A long line of best actress winners have divorced shortly after taking their Oscar statuettes home, and the cause may be power imbalance, says a study from the University of Toronto's Rotman School of Management and Carnegie Mellon University.

The study, which looked at 751 nominees in the best actor and actress categories between 1936 to 2010, revealed that best actress winners are 63 per cent more likely to divorce than actresses who do not take home the honour.



The average marriage lasted 4.3 years for best actress winners and more than twice as long at 9.5 years for non-winners.

The "Oscar curse" has struck scores of actresses, from Joan Crawford and Bette Davis to Charlize Theron and Gwyneth Paltrow. For Swank, it happened five years after she famously forgot to thank husband Chad Lowe when she won for Boys Don't Cry. Most recently we had Sandra Bullock and Jesse James – although he was an exceptional kind of train wreck.

"Men may eschew partners whose intelligence and ambition exceeds their own," the authors hazard in their abstract.

"Research has shown that, in the general population, gender differences have historically given roles with greater power and status to men and roles with lesser status and power to women," study co-author Tiziana Casciaro said in a release.

"Studies have demonstrated that breaching this social norm within a marriage—for example, when a wife earns more than her husband—can strain the relationship," said Casciaro, an assistant professor of organizational behavior at the Rotman School.

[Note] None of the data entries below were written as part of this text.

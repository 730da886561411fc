use async_trait::async_trait;
use chrono::{DateTime, Utc};
use std::collections::HashSet;
use std::sync::{Arc, RwLock};

use crate::domain::{ContentRecord, ContentType};
use crate::error::StoreError;
use crate::pipeline::merge::dedup_by_id;
use crate::port::MediaStore;

/// Process-local catalog store.
///
/// Writers build a complete new collection and swap the shared snapshot, so
/// readers holding the previous `Arc` keep a consistent view.
#[derive(Default)]
pub struct InMemoryStore {
    snapshot: RwLock<Arc<Vec<ContentRecord>>>,
}

impl InMemoryStore {
    pub fn new() -> Self {
        Self::default()
    }

    fn current(&self) -> Result<Arc<Vec<ContentRecord>>, StoreError> {
        self.snapshot
            .read()
            .map(|guard| Arc::clone(&guard))
            .map_err(|_| StoreError::Unavailable("in-memory store lock poisoned".into()))
    }

    fn swap<F>(&self, build: F) -> Result<usize, StoreError>
    where
        F: FnOnce(&[ContentRecord]) -> (Vec<ContentRecord>, usize),
    {
        let mut guard = self
            .snapshot
            .write()
            .map_err(|_| StoreError::Unavailable("in-memory store lock poisoned".into()))?;
        let (next, written) = build(&guard);
        *guard = Arc::new(next);
        Ok(written)
    }
}

#[async_trait]
impl MediaStore for InMemoryStore {
    async fn newest_created_at(&self) -> Result<Option<DateTime<Utc>>, StoreError> {
        Ok(self.current()?.iter().filter_map(|r| r.created_at).max())
    }

    async fn find_by_type(
        &self,
        content_type: ContentType,
        limit: usize,
    ) -> Result<Vec<ContentRecord>, StoreError> {
        Ok(self
            .current()?
            .iter()
            .filter(|r| r.content_type == content_type)
            .take(limit)
            .cloned()
            .collect())
    }

    async fn replace_all(&self, records: Vec<ContentRecord>) -> Result<usize, StoreError> {
        let next = dedup_by_id(records.into_iter().filter(ContentRecord::has_identity));
        self.swap(move |_| {
            let stored = next.len();
            (next, stored)
        })
    }

    async fn insert_new(&self, records: Vec<ContentRecord>) -> Result<usize, StoreError> {
        let incoming = dedup_by_id(records.into_iter().filter(ContentRecord::has_identity));
        self.swap(move |existing| {
            let known: HashSet<&str> = existing.iter().map(|r| r.id.as_str()).collect();
            let fresh: Vec<ContentRecord> = incoming
                .into_iter()
                .filter(|r| !known.contains(r.id.as_str()))
                .collect();
            let added = fresh.len();
            let mut next = existing.to_vec();
            next.extend(fresh);
            (next, added)
        })
    }

    async fn count(&self) -> Result<usize, StoreError> {
        Ok(self.current()?.len())
    }
}

#[cfg(test)]
mod tests {
    use super::*;
    use crate::test_support::{movie, series};
    use chrono::Duration;

    #[tokio::test]
    async fn replace_all_swaps_whole_collection() {
        let store = InMemoryStore::new();
        store
            .replace_all(vec![movie("tt1", "Old"), series("tt2", "Old show")])
            .await
            .unwrap();

        let reader_view = store.current().unwrap();
        let stored = store
            .replace_all(vec![movie("tt3", "New"), movie("tt3", "New duplicate")])
            .await
            .unwrap();

        assert_eq!(stored, 1);
        assert_eq!(reader_view.len(), 2, "earlier snapshot stays intact");
        let movies = store.find_by_type(ContentType::Movie, 100).await.unwrap();
        assert_eq!(movies.len(), 1);
        assert_eq!(movies[0].name, "New");
        assert!(store.find_by_type(ContentType::Series, 100).await.unwrap().is_empty());
    }

    #[tokio::test]
    async fn insert_new_skips_known_ids() {
        let store = InMemoryStore::new();
        store.replace_all(vec![movie("tt1", "Ranked")]).await.unwrap();

        let added = store
            .insert_new(vec![movie("tt1", "Genre copy"), movie("netflix_x", "Genre only")])
            .await
            .unwrap();

        assert_eq!(added, 1);
        assert_eq!(store.count().await.unwrap(), 2);
        let movies = store.find_by_type(ContentType::Movie, 100).await.unwrap();
        assert_eq!(movies[0].name, "Ranked");
    }

    #[tokio::test]
    async fn newest_created_at_takes_maximum() {
        let store = InMemoryStore::new();
        assert_eq!(store.newest_created_at().await.unwrap(), None);

        let now = Utc::now();
        store
            .replace_all(vec![
                movie("tt1", "A").stamped(now - Duration::hours(5)),
                movie("tt2", "B").stamped(now),
            ])
            .await
            .unwrap();

        assert_eq!(store.newest_created_at().await.unwrap(), Some(now));
    }

    #[tokio::test]
    async fn find_by_type_respects_limit() {
        let store = InMemoryStore::new();
        let records = (0..5).map(|i| movie(&format!("tt{i}"), "M")).collect();
        store.replace_all(records).await.unwrap();

        assert_eq!(store.find_by_type(ContentType::Movie, 3).await.unwrap().len(), 3);
    }
}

"It appears that even the marriages of Hollywood actresses at the top of their careers are not immune to the consequences of violating social norms that affect the wider population. Our results suggest that the sudden success reduces the longevity of their marriages," added co-author Colleen Stuart, a post-doctoral fellow at Carnegie Mellon University.

Best actor winners did not appear to suffer the same fate.

"This asymmetry is consistent with gender dynamics documented in marriages among the general population," the authors write.

Still, they allow, an insecure hubby might not always be to blame. Sometimes, it's the woman moving on up.

"...After a status increase, the wife may grow dissatisfied with her current marital arrangement either because she has outgrown the relationship or because she now has the confidence and opportunity to move away from a bad marriage," the authors note in their conclusion.

Pundits are already wondering who's next – will it be Nicole Kidman ( Rabbit Hole) and hubby Keith Urban, or Annette Bening ( The Kids Are All Right) and Warren Beatty?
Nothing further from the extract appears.